Sports

Guest Column: Coach Doroski taught us the why

GARRET MEADE PHOTO  |  McGann-Mercy football coach Jeff Doroski faces an uncertain future amid speculation that he will be replaced as the team's varsity coach.
Jeff Doroski became the head football coach at Mercy in 2011. (Garret Meade file photo)

I’ll never forget that day in Babylon in the fall of 1998. I was a senior at Mercy High School, playing in one of the final football games of the season, and we were getting our tails kicked in. At halftime the score was so obscenely lopsided that if forfeiting didn’t carry such universal shame, I’m sure most of my teammates would have elected to pack up, get on the bus and head back to Mercy.

We were outmatched by better athletes, with no chance of coming back, suffering the most embarrassing loss of a 2-6 campaign. It was the kind of season (of which there were many back then) that made you wonder why the school even had a football program. If this was the best we could do, then what was the point? People around town, of course, spoke that way out loud, but now I could read the same question puzzling out in my teammates’ faces.
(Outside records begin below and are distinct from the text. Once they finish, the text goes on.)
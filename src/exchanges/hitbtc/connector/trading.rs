use crate::core::errors::{ExchangeError, ResultExt};
use crate::core::kernel::RestClient;
use crate::core::pagination::filter_by_since_limit;
use crate::core::traits::OrderPlacer;
use crate::core::types::{
    EditOrderRequest, FetchParams, Market, Order, OrderRequest, OrderStatus, Params, Trade,
};
use crate::exchanges::hitbtc::conversions::{convert_hitbtc_order, convert_hitbtc_trade};
use crate::exchanges::hitbtc::requests::{edit_order_request, history_request, order_request};
use crate::exchanges::hitbtc::rest::HitbtcRest;
use crate::exchanges::hitbtc::types::Venue;
use async_trait::async_trait;
use reqwest::Method;
use serde_json::{json, Value};
use std::sync::Arc;
use tracing::{info, instrument};

fn entries(response: &Value) -> &[Value] {
    response.as_array().map(Vec::as_slice).unwrap_or_default()
}

/// HitBTC order management across the spot, margin and futures venues.
/// Orders are addressed by their client order id.
pub struct Trading<R: RestClient> {
    rest: HitbtcRest<R>,
}

impl<R: RestClient + Clone> Trading<R> {
    pub fn new(rest: &HitbtcRest<R>) -> Self {
        Self { rest: rest.clone() }
    }
}

impl<R: RestClient> Trading<R> {
    /// The market for an optional symbol and the venue its orders live on.
    /// Without a symbol the spot venue is used.
    async fn venue(&self, symbol: Option<&str>) -> Result<(Option<Arc<Market>>, Venue), ExchangeError> {
        let market = match symbol {
            Some(symbol) => Some(self.rest.market(symbol).await?),
            None => {
                self.rest.ensure_markets().await?;
                None
            }
        };
        let venue = Venue::for_market(market.as_deref(), false);
        Ok((market, venue))
    }

    fn parse_orders(&self, response: &Value, market: Option<&Arc<Market>>) -> Vec<Order> {
        entries(response)
            .iter()
            .map(|raw| convert_hitbtc_order(self.rest.markets(), raw, market.cloned()))
            .collect()
    }

    async fn fetch_history_orders(
        &self,
        symbol: Option<&str>,
        params: &FetchParams,
    ) -> Result<Vec<Order>, ExchangeError> {
        let (market, venue) = self.venue(symbol).await?;
        let mut request = history_request(market.as_deref(), params.since, params.limit);
        request.extend(params.extra.clone());
        let response = self
            .rest
            .private(Method::GET, &venue.path("history/order"), request)
            .await?;
        Ok(self.parse_orders(&response, market.as_ref()))
    }
}

#[async_trait]
impl<R: RestClient> OrderPlacer for Trading<R> {
    #[instrument(skip(self, order), fields(exchange = "hitbtc", symbol = %order.symbol))]
    async fn create_order(&self, order: OrderRequest) -> Result<Order, ExchangeError> {
        let market = self.rest.market(&order.symbol).await?;
        let venue = Venue::for_market(Some(&market), order.params.margin_mode.is_some());
        let request = order_request(&market, &order)?;
        let response = self
            .rest
            .private(Method::POST, &venue.path("order"), request)
            .await
            .with_exchange_context("hitbtc", "create_order")?;

        let created = convert_hitbtc_order(self.rest.markets(), &response, Some(market));
        info!(order_id = %created.id, venue = venue.as_str(), "Placed hitbtc order");
        Ok(created)
    }

    #[instrument(skip(self, edit), fields(exchange = "hitbtc", id = %edit.id))]
    async fn edit_order(&self, edit: EditOrderRequest) -> Result<Order, ExchangeError> {
        let market = self.rest.market(&edit.symbol).await?;
        let venue = Venue::for_market(Some(&market), edit.params.margin_mode.is_some());
        let request = edit_order_request(&market, &edit)?;
        let response = self
            .rest
            .private(Method::PATCH, &venue.path(&format!("order/{}", edit.id)), request)
            .await
            .with_exchange_context("hitbtc", "edit_order")?;
        Ok(convert_hitbtc_order(self.rest.markets(), &response, Some(market)))
    }

    #[instrument(skip(self), fields(exchange = "hitbtc"))]
    async fn cancel_order(&self, id: &str, symbol: Option<&str>) -> Result<Order, ExchangeError> {
        let (market, venue) = self.venue(symbol).await?;
        let response = self
            .rest
            .private(Method::DELETE, &venue.path(&format!("order/{}", id)), Params::new())
            .await
            .with_exchange_context("hitbtc", "cancel_order")?;
        let mut order = convert_hitbtc_order(self.rest.markets(), &response, market);
        if order.id.is_empty() {
            order.id = id.to_string();
        }
        Ok(order)
    }

    #[instrument(skip(self), fields(exchange = "hitbtc"))]
    async fn cancel_all_orders(&self, symbol: Option<&str>) -> Result<Vec<Order>, ExchangeError> {
        let (market, venue) = self.venue(symbol).await?;
        let mut request = Params::new();
        if let Some(market) = &market {
            request.insert("symbol".to_string(), json!(market.id));
        }
        let response = self
            .rest
            .private(Method::DELETE, &venue.path("order"), request)
            .await
            .with_exchange_context("hitbtc", "cancel_all_orders")?;
        Ok(self.parse_orders(&response, market.as_ref()))
    }

    /// History first, then the active order of the same id.
    #[instrument(skip(self), fields(exchange = "hitbtc"))]
    async fn fetch_order(&self, id: &str, symbol: Option<&str>) -> Result<Order, ExchangeError> {
        let (market, venue) = self.venue(symbol).await?;
        let mut request = Params::new();
        request.insert("client_order_id".to_string(), json!(id));
        let response = self
            .rest
            .private(Method::GET, &venue.path("history/order"), request)
            .await?;
        if let Some(raw) = entries(&response).first() {
            return Ok(convert_hitbtc_order(self.rest.markets(), raw, market));
        }

        let response = self
            .rest
            .private(Method::GET, &venue.path(&format!("order/{}", id)), Params::new())
            .await
            .with_exchange_context("hitbtc", "fetch_order")?;
        if !response.is_object() {
            return Err(ExchangeError::OrderNotFound(format!(
                "hitbtc fetch_order() could not find order id {}",
                id
            )));
        }
        Ok(convert_hitbtc_order(self.rest.markets(), &response, market))
    }

    #[instrument(skip(self, params), fields(exchange = "hitbtc"))]
    async fn fetch_open_orders(&self, symbol: Option<&str>, params: FetchParams) -> Result<Vec<Order>, ExchangeError> {
        let (market, venue) = self.venue(symbol).await?;
        let mut request = params.extra.clone();
        if let Some(market) = &market {
            request.insert("symbol".to_string(), json!(market.id));
        }
        let response = self
            .rest
            .private(Method::GET, &venue.path("order"), request)
            .await
            .with_exchange_context("hitbtc", "fetch_open_orders")?;
        Ok(filter_by_since_limit(self.parse_orders(&response, market.as_ref()), &params))
    }

    /// Filled, cancelled and expired orders from the order history.
    #[instrument(skip(self, params), fields(exchange = "hitbtc"))]
    async fn fetch_closed_orders(
        &self,
        symbol: Option<&str>,
        params: FetchParams,
    ) -> Result<Vec<Order>, ExchangeError> {
        let orders = self
            .fetch_history_orders(symbol, &params)
            .await
            .with_exchange_context("hitbtc", "fetch_closed_orders")?;
        let closed = orders
            .into_iter()
            .filter(|order| {
                matches!(
                    order.status,
                    Some(OrderStatus::Closed | OrderStatus::Canceled | OrderStatus::Expired)
                )
            })
            .collect();
        Ok(filter_by_since_limit(closed, &params))
    }

    #[instrument(skip(self, params), fields(exchange = "hitbtc"))]
    async fn fetch_my_trades(&self, symbol: Option<&str>, params: FetchParams) -> Result<Vec<Trade>, ExchangeError> {
        let (market, venue) = self.venue(symbol).await?;
        let mut request = history_request(market.as_deref(), params.since, params.limit);
        request.extend(params.extra.clone());
        let response = self
            .rest
            .private(Method::GET, &venue.path("history/trade"), request)
            .await
            .with_exchange_context("hitbtc", "fetch_my_trades")?;
        let trades = entries(&response)
            .iter()
            .map(|raw| convert_hitbtc_trade(self.rest.markets(), raw, market.as_ref()))
            .collect();
        Ok(filter_by_since_limit(trades, &params))
    }
}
Jeff Doroski, then the team’s offensive coordinator, strode into the locker room and could read it, too. He could see the doubt — the will to win replaced by fear and indifference. I could tell how that attitude, more than our play on the field, had disappointed him. I braced for the impact of what would have been a well-justified berating. Instead, he offered up the best locker room speech I’ve ever heard — counting every sports movie I’ve ever seen.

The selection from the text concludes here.